Through community sheet-mulching events, book exchanges and tours of the Farmington Canal Heritage Trail, Sustainability Week encouraged Yale students and members of the New Haven community to take action to conserve resources and give back to the Earth on an individual level.

“The value of the celebration is that it opens up the discourse and the dialogue about a very important issue,” said David Evans, the head of Berkeley and one of the event’s organizers.

Evans said the University can only ask for its members to do what they can. For Berkeley, this means working toward carbon neutrality by the year 2050, he said. Evans added that while Yale’s ability to directly effect greater environmental change is limited, events like the celebration give the University an effective means to bring momentum to the sustainability movement.

However, recent political discourse has avoided addressing environmental concerns, said Lisa Friedman, a climate reporter for the New York Times.

“There has been a shift of attention from climate change to pretty much anything else,” Friedman said.

Friedman spoke at Berkeley as part of sustainability week. In her talk, Friedman assessed how the Trump administration has redirected the focus of many federal environmental agencies away from expanding renewable energy and toward optimizing traditional energy sources.

Friedman, whose reporting focuses on institutions like the Environmental Protection Agency and the Department of the Interior, said she is concerned that the federal government has stopped pushing for climate change reform. At the moment, national environmental legislation is at a “standstill,” Friedman said. It is up to states, cities and universities, she said, to continue the effort to reduce climate change.

Various events over the course of the week highlighted the power of grassroots initiatives to create meaningful environmental change.

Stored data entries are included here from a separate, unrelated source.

//! User-account demo domain
//!
//! A `User` with `username`, `password` and `email`, each under its own
//! tag, plus two composite views:
//!
//! - `Public` extends `Username` and `EMail`
//! - `Credentials` extends `Username` and `Password`

use std::sync::Arc;

use crate::errors::Result;
use crate::model::Value;
use crate::schema::{ClassId, FieldType, Schema};
use crate::tags::{TagId, TagLattice};

#[derive(Debug, Clone, Copy)]
pub struct UserViews {
    pub username: TagId,
    pub password: TagId,
    pub email: TagId,
    pub public: TagId,
    pub credentials: TagId,
}

#[derive(Debug, Clone)]
pub struct UserDomain {
    pub schema: Arc<Schema>,
    pub lattice: Arc<TagLattice>,
    pub user: ClassId,
    pub views: UserViews,
}

impl UserDomain {
    /// # Errors
    ///
    /// Only fails if the fixed definitions collide, which they do not.
    pub fn new() -> Result<Self> {
        let mut tags = TagLattice::builder();
        let username = tags.define("Username", &[])?;
        let password = tags.define("Password", &[])?;
        let email = tags.define("EMail", &[])?;
        let public = tags.define("Public", &[username, email])?;
        let credentials = tags.define("Credentials", &[username, password])?;

        let mut classes = Schema::builder();
        let user = classes
            .class("User")
            .tagged_field("username", FieldType::Reference, username)
            .tagged_field("password", FieldType::Reference, password)
            .tagged_field("email", FieldType::Reference, email)
            .build()?;

        Ok(Self {
            schema: Arc::new(classes.build()),
            lattice: Arc::new(tags.build()),
            user,
            views: UserViews {
                username,
                password,
                email,
                public,
                credentials,
            },
        })
    }

    /// # Errors
    ///
    /// Propagates schema lookup failures.
    pub fn new_user(&self, username: &str, password: &str, email: &str) -> Result<Value> {
        self.schema
            .object(self.user)
            .with("username", username)
            .with("password", password)
            .with("email", email)
            .build()
    }
}
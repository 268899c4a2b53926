use std::cell::RefCell;
use std::fmt;
use std::rc::Rc;

use super::collections::{Container, ObjectArray, PrimitiveArray};
use crate::schema::ClassId;

/// Shared handle to an object instance
pub type ObjectRef = Rc<RefCell<Object>>;
/// Shared handle to an array of reference-typed elements
pub type ArrayRef = Rc<RefCell<ObjectArray>>;
/// Shared handle to a list-like or set-like container
pub type ContainerRef = Rc<RefCell<Container>>;
/// Shared handle to an array of primitive elements
pub type PrimitiveArrayRef = Rc<RefCell<PrimitiveArray>>;

/// A node in an in-memory object graph
///
/// Scalars are held inline. Everything else is a shared reference whose
/// identity (the `Rc` allocation) is what the projection memo keys on, so
/// cloning a `Value` never copies the underlying object.
#[derive(Clone, Default)]
pub enum Value {
    #[default]
    Null,
    Bool(bool),
    Int(i64),
    Float(f64),
    Char(char),
    Str(Rc<str>),
    PrimitiveArray(PrimitiveArrayRef),
    Array(ArrayRef),
    Container(ContainerRef),
    Object(ObjectRef),
}

/// Runtime shape of a value, as seen by the projection engine
pub enum Shape<'a> {
    Absent,
    /// Inline scalars and shared strings; immutable leaves
    Scalar,
    PrimitiveArray(&'a PrimitiveArrayRef),
    ObjectArray(&'a ArrayRef),
    Container(&'a ContainerRef),
    Composite(&'a ObjectRef),
}

impl Value {
    pub fn str(s: &str) -> Self {
        Value::Str(Rc::from(s))
    }

    /// Wrap an object into a fresh shared reference
    pub fn object(object: Object) -> Self {
        Value::Object(Rc::new(RefCell::new(object)))
    }

    pub fn array(array: ObjectArray) -> Self {
        Value::Array(Rc::new(RefCell::new(array)))
    }

    pub fn container(container: Container) -> Self {
        Value::Container(Rc::new(RefCell::new(container)))
    }

    pub fn primitive_array(array: PrimitiveArray) -> Self {
        Value::PrimitiveArray(Rc::new(RefCell::new(array)))
    }

    pub fn shape(&self) -> Shape<'_> {
        match self {
            Value::Null => Shape::Absent,
            Value::Bool(_) | Value::Int(_) | Value::Float(_) | Value::Char(_) | Value::Str(_) => {
                Shape::Scalar
            }
            Value::PrimitiveArray(array) => Shape::PrimitiveArray(array),
            Value::Array(array) => Shape::ObjectArray(array),
            Value::Container(container) => Shape::Container(container),
            Value::Object(object) => Shape::Composite(object),
        }
    }

    pub fn is_null(&self) -> bool {
        matches!(self, Value::Null)
    }

    pub fn as_bool(&self) -> Option<bool> {
        match self {
            Value::Bool(b) => Some(*b),
            _ => None,
        }
    }

    pub fn as_int(&self) -> Option<i64> {
        match self {
            Value::Int(i) => Some(*i),
            _ => None,
        }
    }

    pub fn as_float(&self) -> Option<f64> {
        match self {
            Value::Float(f) => Some(*f),
            _ => None,
        }
    }

    pub fn as_char(&self) -> Option<char> {
        match self {
            Value::Char(c) => Some(*c),
            _ => None,
        }
    }

    pub fn as_str(&self) -> Option<&str> {
        match self {
            Value::Str(s) => Some(s),
            _ => None,
        }
    }

    pub fn as_object(&self) -> Option<&ObjectRef> {
        match self {
            Value::Object(object) => Some(object),
            _ => None,
        }
    }

    pub fn as_array(&self) -> Option<&ArrayRef> {
        match self {
            Value::Array(array) => Some(array),
            _ => None,
        }
    }

    pub fn as_container(&self) -> Option<&ContainerRef> {
        match self {
            Value::Container(container) => Some(container),
            _ => None,
        }
    }

    pub fn as_primitive_array(&self) -> Option<&PrimitiveArrayRef> {
        match self {
            Value::PrimitiveArray(array) => Some(array),
            _ => None,
        }
    }

    /// Class of the object behind this value, if it is one
    pub fn class(&self) -> Option<ClassId> {
        self.as_object().map(|object| object.borrow().class())
    }

    /// Address of the shared allocation, `None` for null and inline scalars
    pub fn identity(&self) -> Option<usize> {
        match self {
            Value::Null | Value::Bool(_) | Value::Int(_) | Value::Float(_) | Value::Char(_) => None,
            Value::Str(s) => Some(Rc::as_ptr(s) as *const u8 as usize),
            Value::PrimitiveArray(a) => Some(Rc::as_ptr(a) as *const u8 as usize),
            Value::Array(a) => Some(Rc::as_ptr(a) as *const u8 as usize),
            Value::Container(c) => Some(Rc::as_ptr(c) as *const u8 as usize),
            Value::Object(o) => Some(Rc::as_ptr(o) as *const u8 as usize),
        }
    }

    /// Reference identity for shared values; both-null counts as the same.
    pub fn same_ref(&self, other: &Value) -> bool {
        match (self.identity(), other.identity()) {
            (Some(a), Some(b)) => a == b,
            (None, None) => self.is_null() && other.is_null(),
            _ => false,
        }
    }

    /// Equality as used by set-like containers: scalars and strings by value,
    /// everything else by identity.
    pub fn same_value(&self, other: &Value) -> bool {
        match (self, other) {
            (Value::Null, Value::Null) => true,
            (Value::Bool(a), Value::Bool(b)) => a == b,
            (Value::Int(a), Value::Int(b)) => a == b,
            (Value::Float(a), Value::Float(b)) => a.to_bits() == b.to_bits(),
            (Value::Char(a), Value::Char(b)) => a == b,
            (Value::Str(a), Value::Str(b)) => a == b,
            _ => self.identity().is_some() && self.same_ref(other),
        }
    }

    /// Short, non-recursive description used in errors and logs
    pub fn describe(&self) -> String {
        match self {
            Value::Null => "null".to_string(),
            Value::Bool(b) => b.to_string(),
            Value::Int(i) => i.to_string(),
            Value::Float(f) => f.to_string(),
            Value::Char(c) => format!("'{}'", c),
            Value::Str(s) => format!("{:?}", s),
            Value::PrimitiveArray(a) => {
                let a = a.borrow();
                format!("{}[{}]", a.element_name(), a.len())
            }
            Value::Array(a) => format!("array[{}]", a.borrow().len()),
            Value::Container(c) => {
                let c = c.borrow();
                format!("{}({})", c.kind().name(), c.len())
            }
            Value::Object(o) => {
                let o = o.borrow();
                format!("object#{}({} slots)", o.class().index(), o.slot_count())
            }
        }
    }
}

// Graphs may be cyclic, so Debug never recurses.
impl fmt::Debug for Value {
    fn fmt(&self, f: &mut fmt::Formatter<'_>) -> fmt::Result {
        f.write_str(&self.describe())
    }
}

impl From<bool> for Value {
    fn from(b: bool) -> Self {
        Value::Bool(b)
    }
}

impl From<i64> for Value {
    fn from(i: i64) -> Self {
        Value::Int(i)
    }
}

// Unsuffixed integer literals default to i32.
impl From<i32> for Value {
    fn from(i: i32) -> Self {
        Value::Int(i64::from(i))
    }
}

impl From<f64> for Value {
    fn from(f: f64) -> Self {
        Value::Float(f)
    }
}

impl From<char> for Value {
    fn from(c: char) -> Self {
        Value::Char(c)
    }
}

impl From<&str> for Value {
    fn from(s: &str) -> Self {
        Value::str(s)
    }
}

/// An instance of a schema class
///
/// Holds one slot per field in the class layout. Slots are addressed through
/// [`FieldDescriptor`](crate::schema::FieldDescriptor)s, never by name.
#[derive(Clone)]
pub struct Object {
    class: ClassId,
    slots: Vec<Value>,
}

impl Object {
    pub fn new(class: ClassId, slots: Vec<Value>) -> Self {
        Self { class, slots }
    }

    pub fn class(&self) -> ClassId {
        self.class
    }

    pub fn slot(&self, index: usize) -> Option<&Value> {
        self.slots.get(index)
    }

    pub fn slot_mut(&mut self, index: usize) -> Option<&mut Value> {
        self.slots.get_mut(index)
    }

    pub fn slots(&self) -> &[Value] {
        &self.slots
    }

    pub fn slot_count(&self) -> usize {
        self.slots.len()
    }
}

“If the government will not listen, then it will take a lot more behind-the-scenes work to create real change,” said Prerna Bhat FES ’19, who attended a screening of Bidder 70, a movie that follows the career of environmental activist Tim DeChristopher.

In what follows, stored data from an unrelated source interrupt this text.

//! Logging initialization module

use std::sync::Once;
use tracing_subscriber::{util::SubscriberInitExt, EnvFilter};

/// Logging profile configuration
#[derive(Debug, Clone, Copy, PartialEq, Eq)]
pub enum Profile {
    /// Human-readable output for development
    Development,
    /// JSON structured output for production
    Production,
    /// Test capture mode for deterministic testing
    Test,
}

static INIT_ONCE: Once = Once::new();

/// Initialize the logging facility
///
/// Call once at startup; later calls are no-ops. `RUST_LOG` overrides the
/// profile's default filter.
///
/// - **Development**: human-readable, `viewfilter=debug`
/// - **Production**: JSON, `viewfilter=info`
/// - **Test**: bare registry; use `init_test_capture()` to record events
pub fn init(profile: Profile) {
    INIT_ONCE.call_once(|| match profile {
        Profile::Development => {
            tracing_subscriber::fmt()
                .with_env_filter(
                    EnvFilter::try_from_default_env()
                        .unwrap_or_else(|_| EnvFilter::new("viewfilter=debug")),
                )
                .with_writer(std::io::stderr)
                .init();
        }
        Profile::Production => {
            tracing_subscriber::fmt()
                .json()
                .with_env_filter(
                    EnvFilter::try_from_default_env()
                        .unwrap_or_else(|_| EnvFilter::new("viewfilter=info")),
                )
                .with_writer(std::io::stderr)
                .init();
        }
        Profile::Test => {
            tracing_subscriber::registry().init();
        }
    });
}
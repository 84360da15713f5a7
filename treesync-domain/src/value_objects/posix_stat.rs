// /////////////////////////////////////////////////////////////////////////////
// treesync
// SPDX-License-Identifier: BSD-3-Clause
// /////////////////////////////////////////////////////////////////////////////

use super::EntryKind;

/// A POSIX timestamp with second and nanosecond components, mirroring
/// `struct timespec`.
#[derive(Debug, Clone, Copy, PartialEq, Eq, Default)]
pub struct Timespec {
    pub sec: i64,
    pub nsec: i64,
}

impl Timespec {
    pub const fn new(sec: i64, nsec: i64) -> Self {
        Self { sec, nsec }
    }
}

/// A cached `lstat(2)` result.
///
/// `ino == 0` is the sentinel for "this path does not exist" — the same
/// convention the job model uses for an absent destination, so a missing
/// entry never needs to be represented as `Option<PosixStat>` at the call
/// sites that only care about existence.
#[derive(Debug, Clone, Copy, PartialEq, Eq, Default)]
pub struct PosixStat {
    pub mode: u32,
    pub size: u64,
    pub uid: u32,
    pub gid: u32,
    pub atime: Timespec,
    pub mtime: Timespec,
    pub ino: u64,
}

impl PosixStat {
    /// The "does not exist" value: zero inode, otherwise zeroed.
    pub const ABSENT: PosixStat = PosixStat {
        mode: 0,
        size: 0,
        uid: 0,
        gid: 0,
        atime: Timespec::new(0, 0),
        mtime: Timespec::new(0, 0),
        ino: 0,
    };

    pub fn exists(&self) -> bool {
        self.ino != 0
    }

    pub fn kind(&self) -> EntryKind {
        EntryKind::from_mode(self.mode)
    }

    /// The short-circuit test from spec §4.4: a regular file or symlink
    /// job is destroyed right after INIT, with no CHUNK or ATTRIBUTES
    /// work, when the destination already agrees with the source on
    /// type, size, `mtime.tv_sec` (seconds only — see Open Questions),
    /// uid, and gid.
    pub fn matches_for_short_circuit(&self, other: &PosixStat) -> bool {
        self.exists()
            && other.exists()
            && self.kind() == other.kind()
            && self.size == other.size
            && self.mtime.sec == other.mtime.sec
            && self.uid == other.uid
            && self.gid == other.gid
    }

    /// Whether destination timestamps need `utimensat` to converge.
    pub fn times_differ(&self, dest: &PosixStat) -> bool {
        self.mtime != dest.mtime || self.atime != dest.atime
    }

    /// Whether destination ownership needs `lchown` to converge.
    pub fn owner_differs(&self, dest: &PosixStat) -> bool {
        self.uid != dest.uid || self.gid != dest.gid
    }

    /// Whether destination mode needs `chmod` to converge. Symlink mode
    /// is never adjusted: most platforms have no meaningful per-link
    /// permission bits.
    pub fn mode_differs(&self, dest: &PosixStat) -> bool {
        !self.kind().is_symlink() && self.mode != dest.mode
    }
}

#[cfg(test)]
mod tests {
    use super::*;

    fn stat(kind_mode: u32, size: u64, mtime_sec: i64, uid: u32, gid: u32) -> PosixStat {
        PosixStat {
            mode: kind_mode,
            size,
            uid,
            gid,
            atime: Timespec::new(mtime_sec, 0),
            mtime: Timespec::new(mtime_sec, 0),
            ino: 1,
        }
    }

    #[test]
    fn absent_never_short_circuits() {
        let src = stat(0o100644, 10, 100, 0, 0);
        assert!(!src.matches_for_short_circuit(&PosixStat::ABSENT));
        assert!(!PosixStat::ABSENT.matches_for_short_circuit(&src));
    }

    #[test]
    fn short_circuit_ignores_nanoseconds() {
        let mut src = stat(0o100644, 10, 100, 0, 0);
        let mut dest = src;
        src.mtime.nsec = 500;
        dest.mtime.nsec = 999;
        assert!(src.matches_for_short_circuit(&dest));
    }

    #[test]
    fn short_circuit_requires_same_type() {
        let src = stat(0o100644, 10, 100, 0, 0);
        let dest = stat(0o040755, 10, 100, 0, 0);
        assert!(!src.matches_for_short_circuit(&dest));
    }

    #[test]
    fn mode_differs_is_false_for_symlinks() {
        let src = stat(0o120777, 5, 1, 0, 0);
        let mut dest = src;
        dest.mode = 0o120700;
        assert!(!src.mode_differs(&dest));
    }
}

A college student himself when he successfully sabotaged an illegal Bureau of Land Management oil and gas lease auction to save tens of thousands of acres of Utah’s red rock country, DeChristopher modeled successful civil disobedience.

Aidan Smith FES ’18, who coordinated the Bidder 70 screening, said the week helped bring the University together.

DeChristopher’s legacy resonates with many students at the School of Forestry, Smith noted. “At FES, maybe we won’t all engage in civil disobedience, but we’re all going to do something, and, as a school, across the different cohorts, we find solidarity in that,” he said.

Smith said he is optimistic about the sustainability week’s long-term impact and hopes that people who attended the events will carry the spirit of the week into the rest of their lives.

Although the week was nominally a celebration, the events focused on the work to come.

“It would seem that we’re nearing the point of no return, that much is clear,” Bhat said. “But we shouldn’t just give up. We have to keep fighting.”

DeChristopher will be coming to the school of Forestry and Environmental Studies to speak on Oct. 24.